Головокружительное окончание набоковского романа требует от читателей сложной реакции, на которую многие из них, приученные за свою жизнь к реалистическим романам, просто не способны. Однако у детей, как показывает их искусство, другое видение. Прошлым летом об этом мне напомнили мои собственные дети, трех и шести лет, когда они, сами того не подозревая, продемонстрировали, что если только они не изменятся, то будут в числе идеальных читателей Набокова. Однажды мы с женой соорудили для них кукольный театр. Укрепив сцену на спинке кушетки в гостиной, я спрятался за ней и принялся двумя руками двигать над головой куклами. Кушетка и декорации на сцене отлично прикрывали меня, и я мог выглядывать поверх спинки и видел, что зрелище сразу захватило их и они буквально как загипнотизированные следят за моей импровизированной пьеской, которая заканчивалась тем, что терпеливый отец не выдерживал шалостей и шлепал шалуна сына. Но, увлекшись бурным финалом собственной истории, кукольник опрокинул весь театр, и он рассыпался по полу кучей картонок, деревяшек и тряпочек, а я в это время сидел в согбенной позе и выглядывал из своего убежища, так что моя голова торчала над спинкой кушетки, а руки с надетыми на них куклами и голыми запястьями застыли в воздухе. Несколько мгновений дети пребывали в трансе, все еще поглощенные действием и с открытыми ртами уставившиеся в пространство, туда, где только что был театр, и совершенно не видели меня. Затем последовала замедленная реакция, для создания которой комедиографу понадобилась бы целая жизнь, и они разразились безудержным хохотом, какого мне еще не приходилось видеть, — они смеялись не столько над моей неуклюжестью — для них в этом не было ничего нового, сколько над моментами своего полного слияния с несуществующим миром и над тем, как гибель этого мира показала им, что такое подлинность большого мира, а также что значит их повседневное старание управлять им и что есть созданные ими иллюзии. Смеялись они и над тем, что я пережил со всей этой катавасией, но в то же время они увидели, как легко провести их и обмануть их доверчивость, а то, что они никак не могли остановиться, показало в конце концов, что они напуганы происшедшим и только смех мог придать им уверенности в новом открывшемся им мире.

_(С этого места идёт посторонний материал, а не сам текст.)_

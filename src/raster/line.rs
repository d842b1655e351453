//! Bresenham line traversal and stamped thick lines

use super::types::GridPoint;
use crate::math::Vec2;

/// Integer Bresenham walk from `start` to `end`, both inclusive
///
/// Each yielded cell is 8-connected to the previous one. Error terms are
/// kept in `i64` so endpoints anywhere in `i32` range cannot overflow; callers
/// still clip long segments first, since the walk visits every cell.
#[derive(Debug, Clone)]
pub struct BresenhamLine {
    current: GridPoint,
    end: GridPoint,
    dx: i64,
    dy: i64,
    sx: i32,
    sy: i32,
    err: i64,
    done: bool,
}

impl BresenhamLine {
    pub fn new(start: GridPoint, end: GridPoint) -> Self {
        let dx = (end.x as i64 - start.x as i64).abs();
        let dy = -(end.y as i64 - start.y as i64).abs();
        Self {
            current: start,
            end,
            dx,
            dy,
            sx: if start.x < end.x { 1 } else { -1 },
            sy: if start.y < end.y { 1 } else { -1 },
            err: dx + dy,
            done: false,
        }
    }
}

impl Iterator for BresenhamLine {
    type Item = GridPoint;

    fn next(&mut self) -> Option<GridPoint> {
        if self.done {
            return None;
        }
        let point = self.current;
        if point == self.end {
            self.done = true;
            return Some(point);
        }
        let e2 = 2 * self.err;
        if e2 >= self.dy {
            self.err += self.dy;
            self.current.x += self.sx;
        }
        if e2 <= self.dx {
            self.err += self.dx;
            self.current.y += self.sy;
        }
        Some(point)
    }
}

/// Cohen-Sutherland clip of a segment in continuous grid space against the
/// box `min..=max`. Returns None when the segment misses the box or an
/// endpoint is not finite.
pub fn clip_segment(mut a: Vec2, mut b: Vec2, min: Vec2, max: Vec2) -> Option<(Vec2, Vec2)> {
    const INSIDE: u8 = 0;
    const LEFT: u8 = 1;
    const RIGHT: u8 = 2;
    const BOTTOM: u8 = 4;
    const TOP: u8 = 8;
    // Converges in at most 4 passes for finite input
    const MAX_ITERATIONS: u32 = 8;

    let finite = |p: Vec2| p.x.is_finite() && p.y.is_finite();
    if !finite(a) || !finite(b) {
        return None;
    }

    let outcode = |p: Vec2| -> u8 {
        let mut code = INSIDE;
        if p.x < min.x {
            code |= LEFT;
        } else if p.x > max.x {
            code |= RIGHT;
        }
        if p.y < min.y {
            code |= BOTTOM;
        } else if p.y > max.y {
            code |= TOP;
        }
        code
    };

    let mut code_a = outcode(a);
    let mut code_b = outcode(b);

    for _ in 0..MAX_ITERATIONS {
        if (code_a | code_b) == 0 {
            return Some((a, b));
        }
        if (code_a & code_b) != 0 {
            return None;
        }

        let code_out = if code_a != 0 { code_a } else { code_b };
        let d = b - a;
        // The flagged axis always has a non-zero extent here
        let p = if (code_out & TOP) != 0 {
            Vec2::new(a.x + (max.y - a.y) * (d.x / d.y), max.y)
        } else if (code_out & BOTTOM) != 0 {
            Vec2::new(a.x + (min.y - a.y) * (d.x / d.y), min.y)
        } else if (code_out & RIGHT) != 0 {
            Vec2::new(max.x, a.y + (max.x - a.x) * (d.y / d.x))
        } else {
            Vec2::new(min.x, a.y + (min.x - a.x) * (d.y / d.x))
        };
        if !finite(p) {
            return None;
        }

        if code_out == code_a {
            a = p;
            code_a = outcode(a);
        } else {
            b = p;
            code_b = outcode(b);
        }
    }
    None
}

/// Append the cells of a one-pixel line
pub fn rasterize_line(start: GridPoint, end: GridPoint, out: &mut Vec<GridPoint>) {
    out.extend(BresenhamLine::new(start, end));
}

/// Offsets stamped for a brush of `size`: every `(dx, dy)` with
/// `dx, dy` in `[-size/2, size/2)`. Size 1 stamps only the centre and
/// size 0 stamps nothing.
pub fn brush_offsets(size: u32) -> Vec<(i32, i32)> {
    match size {
        0 => return Vec::new(),
        1 => return vec![(0, 0)],
        _ => {}
    }
    let half = (size / 2) as i32;
    let mut offsets = Vec::with_capacity((half * half * 4) as usize);
    for dx in -half..half {
        for dy in -half..half {
            offsets.push((dx, dy));
        }
    }
    offsets
}

/// Thick line as the union of parallel one-pixel lines, one per brush offset.
/// Overlapping cells are kept; writing them twice is harmless.
pub fn rasterize_thick_line(start: GridPoint, end: GridPoint, size: u32, out: &mut Vec<GridPoint>) {
    for (dx, dy) in brush_offsets(size) {
        rasterize_line(start.offset(dx, dy), end.offset(dx, dy), out);
    }
}

#[cfg(test)]
mod tests {
    use super::*;

    fn line(x0: i32, y0: i32, x1: i32, y1: i32) -> Vec<GridPoint> {
        BresenhamLine::new(GridPoint::new(x0, y0), GridPoint::new(x1, y1)).collect()
    }

    fn is_8_connected(points: &[GridPoint]) -> bool {
        points
            .windows(2)
            .all(|w| (w[0].x - w[1].x).abs() <= 1 && (w[0].y - w[1].y).abs() <= 1 && w[0] != w[1])
    }

    #[test]
    fn test_horizontal_line() {
        let expected: Vec<GridPoint> = (0..=5).map(|x| GridPoint::new(x, 0)).collect();
        assert_eq!(line(0, 0, 5, 0), expected);
    }

    #[test]
    fn test_diagonal_line() {
        let pts = line(0, 0, 3, 3);
        assert_eq!(pts.len(), 4);
        assert_eq!(pts[0], GridPoint::new(0, 0));
        assert_eq!(*pts.last().unwrap(), GridPoint::new(3, 3));
        assert!(is_8_connected(&pts));
    }

    #[test]
    fn test_endpoints_in_every_octant() {
        let ends = [(7, 2), (2, 7), (-2, 7), (-7, 2), (-7, -2), (-2, -7), (2, -7), (7, -2)];
        for &(x, y) in &ends {
            let pts = line(0, 0, x, y);
            assert_eq!(pts[0], GridPoint::new(0, 0));
            assert_eq!(*pts.last().unwrap(), GridPoint::new(x, y));
            assert!(is_8_connected(&pts), "gap in line to ({}, {})", x, y);
            assert_eq!(pts.len() as i32, x.abs().max(y.abs()) + 1);
        }
    }

    #[test]
    fn test_single_point_line() {
        assert_eq!(line(4, -3, 4, -3), vec![GridPoint::new(4, -3)]);
    }

    #[test]
    fn test_extreme_endpoints_do_not_overflow() {
        let start = GridPoint::new(i32::MIN, 0);
        let end = GridPoint::new(i32::MAX, 1);
        let mut walk = BresenhamLine::new(start, end);
        assert_eq!(walk.next(), Some(start));
        let second = walk.next().unwrap();
        assert_eq!(second.x, i32::MIN + 1);
    }

    #[test]
    fn test_clip_inside_is_unchanged() {
        let (a, b) = (Vec2::new(1.0, 2.0), Vec2::new(5.5, 3.0));
        let clipped = clip_segment(a, b, Vec2::new(-1.0, -1.0), Vec2::new(10.0, 10.0));
        assert_eq!(clipped, Some((a, b)));
    }

    #[test]
    fn test_clip_far_overshoot() {
        let (a, b) = clip_segment(
            Vec2::new(4.0, 4.0),
            Vec2::new(1.0e9, 4.0),
            Vec2::new(-1.0, -1.0),
            Vec2::new(32.0, 32.0),
        )
        .unwrap();
        assert_eq!(a, Vec2::new(4.0, 4.0));
        assert_eq!(b, Vec2::new(32.0, 4.0));
    }

    #[test]
    fn test_clip_diagonal_crossing_corner() {
        let (a, b) = clip_segment(
            Vec2::new(-10.0, -10.0),
            Vec2::new(20.0, 20.0),
            Vec2::new(0.0, 0.0),
            Vec2::new(10.0, 10.0),
        )
        .unwrap();
        assert_eq!(a, Vec2::new(0.0, 0.0));
        assert_eq!(b, Vec2::new(10.0, 10.0));
    }

    #[test]
    fn test_clip_rejects_missing_and_non_finite() {
        let (min, max) = (Vec2::new(0.0, 0.0), Vec2::new(10.0, 10.0));
        assert_eq!(clip_segment(Vec2::new(-5.0, 20.0), Vec2::new(-1.0, 30.0), min, max), None);
        assert_eq!(clip_segment(Vec2::new(f32::NAN, 1.0), Vec2::new(2.0, 2.0), min, max), None);
        assert_eq!(clip_segment(Vec2::new(1.0, 1.0), Vec2::new(f32::INFINITY, 2.0), min, max), None);
    }

    #[test]
    fn test_brush_offsets() {
        assert!(brush_offsets(0).is_empty());
        assert_eq!(brush_offsets(1), vec![(0, 0)]);
        assert_eq!(brush_offsets(2), vec![(-1, -1), (-1, 0), (0, -1), (0, 0)]);
        // Odd sizes round down to the even stamp below them
        assert_eq!(brush_offsets(3).len(), 4);
        assert_eq!(brush_offsets(4).len(), 16);
    }

    #[test]
    fn test_thick_line_covers_stamp() {
        let mut out = Vec::new();
        rasterize_thick_line(GridPoint::new(5, 5), GridPoint::new(8, 5), 2, &mut out);
        for x in 5..=8 {
            for &(dx, dy) in &[(-1, -1), (-1, 0), (0, -1), (0, 0)] {
                assert!(out.contains(&GridPoint::new(x + dx, 5 + dy)));
            }
        }
        assert_eq!(out.len(), 4 * 4);
    }
}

Когда я недавно провел четыре дня в гостях у Владимира Набокова в Монтрё, Швейцария, чтобы взять у него интервью для «Трудов Висконсинского университета» и поговорить о моей работе по изучению его творчества, я рассказал ему об этом случае и о том, как он раскрыл мне глаза на литературную спираль и на реакцию, которую Набоков надеялся вызвать у своих читателей в «конце» романа. «Верно, верно, — сказал он, выслушав меня. — Вы должны вставить это в свою книгу».
Пародируя полное самозабвения слияние читателя с персонажем, легковесность чего надевает на сознание шоры, Набоков получает возможность создавать то чувство отстраненности, которое необходимо для многостороннего пространственного взгляда на его романы. Тогда читатель «Бледного огня» без труда увидит, что неумные замечания, разбросанные по чудовищно самодовольным комментариям Кинбота к поэме Шейда, принадлежат лишь одному из четырех внятно слышимых голосов, которые принадлежат последовательно сменяющим друг друга «серийным „Я“»: тому, что у всех на виду, его вымышленной ипостаси, за безумными штудиями которой скрываются страх и отчаяние, испытываемые другим «Я», Боткиным, «живущим, как Тимон, в пещере», чей страдальческий голос так часто прорывается сквозь ненамеренную комедию, когда Кинбот разражается величественными стенаниями, умоляя: «Дорогой Иисус, ну, сделай что-нибудь», — или жалуясь: «Мигрень сегодня разыгралась еще хуже», а то вступает в спор с собственным анаграмматическим «Я» по поводу эффективности или способности самоубийства. Под конец «Бледного огня» «голоса» сливаются в один властный голос, который вообще отказывается от художественного вымысла, а затем, добавив указатель, показывает, что ситуацией в книге владеет автор и что он опережает боткинские «сумерки ума». От указателя читатель переходит к целостному видению романа. Увиденные со всех сторон, его четыре измерения — чувственное восприятие, память, воображение и смерть — ощущаются одновременно; Боткин, Кинбот, король Карл и обложивший со всех сторон их «подбитую смертью жизнь» Градус, этот реактивный Ангел Смерти — вот та идея и реальность, которая отбрасывает свою тень на всю книгу, ее создания и создателя.